Goal of the exercise - Each line holding the word "warn" must appear in the answer, copied from the entries.

Excerpts from a dataset -
*** Block opens ***
/// ANSI color helper utilities for terminal output.
pub const RESET: &str = "\x1b[0m";

pub const GREY: &str = "\x1b[90m";
pub const RED: &str = "\x1b[31m";
pub const GREEN: &str = "\x1b[32m";
pub const YELLOW: &str = "\x1b[33m";
pub const CYAN: &str = "\x1b[36m";

fn is_blank(value: &str) -> bool {
    let v = value.trim();
    v.is_empty() || v == "--:--:--" || v == "-"
}

/// Empty cells grey, otherwise green for IN and red for OUT.
pub fn colorize_in_out(value: &str, is_in: bool) -> String {
    if is_blank(value) {
        return format!("{GREY}{value}{RESET}");
    }

    if is_in {
        format!("{GREEN}{value}{RESET}")
    } else {
        format!("{RED}{value}{RESET}")
    }
}

/// Grey for empty cells, unchanged otherwise.
pub fn colorize_optional(value: &str) -> String {
    if is_blank(value) {
        format!("{GREY}{value}{RESET}")
    } else {
        value.to_string()
    }
}

/// Leave status colour: yellow pending, green approved, red disapproved.
pub fn color_for_leave_status(status: &str) -> &'static str {
    match status {
        "Approved" => GREEN,
        "Disapproved" => RED,
        "Pending" => YELLOW,
        _ => RESET,
    }
}
use crate::cli::parser::Commands;
use crate::cli::commands::open_pool;
use crate::config::Config;
use crate::core::log::LogLogic;
use crate::errors::AppResult;

pub fn handle(cmd: &Commands, cfg: &Config) -> AppResult<()> {
    if matches!(cmd, Commands::Log { print: true }) {
        let pool = open_pool(cfg)?;
        LogLogic::print_log(&pool)?;
    }

    Ok(())
}
use crate::db::pool::DbPool;
use crate::utils::colors::{CYAN, GREEN, GREY, RESET, YELLOW};
use rusqlite::OptionalExtension;
use std::fs;

fn count(pool: &DbPool, table: &str) -> rusqlite::Result<i64> {
    pool.conn
        .query_row(&format!("SELECT COUNT(*) FROM {table}"), [], |row| row.get(0))
}

pub fn print_db_info(pool: &DbPool, db_path: &str) -> rusqlite::Result<()> {
    println!();

    //
    // 1) FILE SIZE
    //
    let file_size = fs::metadata(db_path).map(|m| m.len()).unwrap_or(0);
    let file_mb = (file_size as f64) / (1024.0 * 1024.0);

    println!("{}• File:{} {}{}{}", CYAN, RESET, YELLOW, db_path, RESET);
    println!("{}• Size:{} {:.2} MB", CYAN, RESET, file_mb);

    //
    // 2) ROW COUNTS
    //
    for (label, table) in [
        ("Students", "students"),
        ("Attendance records", "attendance"),
        ("Notifications", "notifications"),
        ("Leave applications", "leave_applications"),
        ("Buses", "buses"),
        ("Bus schedules", "bus_schedules"),
    ] {
        println!(
            "{}• {}:{} {}{}{}",
            CYAN,
            label,
            RESET,
            GREEN,
            count(pool, table)?,
            RESET
        );
    }

    let unread: i64 = pool.conn.query_row(
        "SELECT COUNT(*) FROM notifications WHERE is_read = 0",
        [],
        |row| row.get(0),
    )?;
    println!("{}• Unread notifications:{} {}", CYAN, RESET, unread);

    //
    // 3) TIME RANGE
    //
    let first: Option<String> = pool
        .conn
        .query_row("SELECT MIN(timestamp) FROM attendance", [], |row| row.get(0))
        .optional()?
        .flatten();
    let last: Option<String> = pool
        .conn
        .query_row("SELECT MAX(timestamp) FROM attendance", [], |row| row.get(0))
        .optional()?
        .flatten();

    let fmt = |v: Option<String>| v.unwrap_or_else(|| format!("{GREY}--{RESET}"));

    println!("{}• Attendance range:{}", CYAN, RESET);
    println!("    from: {}", fmt(first));
    println!("    to:   {}", fmt(last));

    println!();
    Ok(())
}
//! rPickup library root.
//! Exposes the CLI parser, the high-level run() function and the internal
//! modules (attendance resolver, event store, notifications, leave).

pub mod cli;
pub mod config;
pub mod core;
pub mod db;
pub mod errors;
pub mod export;
pub mod models;
pub mod ui;
pub mod utils;

use clap::Parser;
use cli::parser::{Cli, Commands};
use config::Config;
use errors::AppResult;
use tracing_subscriber::EnvFilter;

/// Install the stderr diagnostics subscriber (`RUST_LOG`, default `warn`).
pub fn init_tracing() {
    let filter = EnvFilter::try_from_default_env().unwrap_or_else(|_| EnvFilter::new("warn"));

    // A second call (e.g. from tests) keeps the first subscriber.
    let _ = tracing_subscriber::fmt()
        .with_env_filter(filter)
        .with_writer(std::io::stderr)
        .with_target(false)
        .try_init();
}

/// Central command dispatcher
pub fn dispatch(cli: &Cli, cfg: &Config) -> AppResult<()> {
    match &cli.command {
        Commands::Init => cli::commands::init::handle(cli, cfg),
        Commands::Config { .. } => cli::commands::config::handle(&cli.command, cfg),
        Commands::Db { .. } => cli::commands::db::handle(&cli.command, cfg),
        Commands::Log { .. } => cli::commands::log::handle(&cli.command, cfg),
        Commands::Student { action } => cli::commands::student::handle(action, cfg),
        Commands::Scan { .. } => cli::commands::scan::handle(&cli.command, cfg),
        Commands::Station { .. } => cli::commands::station::handle(&cli.command, cfg),
        Commands::List { .. } => cli::commands::list::handle(&cli.command, cfg),
        Commands::Notify { action } => cli::commands::notify::handle(action, cfg),
        Commands::Leave { action } => cli::commands::leave::handle(action, cfg),
        Commands::Bus { action } => cli::commands::bus::handle(action, cfg),
        Commands::Schedule { action } => cli::commands::schedule::handle(action, cfg),
        Commands::Export { .. } => cli::commands::export::handle(&cli.command, cfg),
        Commands::Backup { .. } => cli::commands::backup::handle(&cli.command, cfg),
    }
}

/// Entry point used by main.rs
pub fn run() -> AppResult<()> {
    let cli = Cli::parse();

    // Config is loaded once and handed to every command.
    let mut cfg = Config::load()?;

    if let Some(custom_db) = &cli.db {
        cfg.database = custom_db.clone();
    }
    cfg.database = utils::path::expand_tilde(&cfg.database)
        .to_string_lossy()
        .into_owned();

    dispatch(&cli, &cfg)
}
*** Block closes ***
Result below -
/// Install the stderr diagnostics subscriber (`RUST_LOG`, default `warn`).
    let filter = EnvFilter::try_from_default_env().unwrap_or_else(|_| EnvFilter::new("warn"));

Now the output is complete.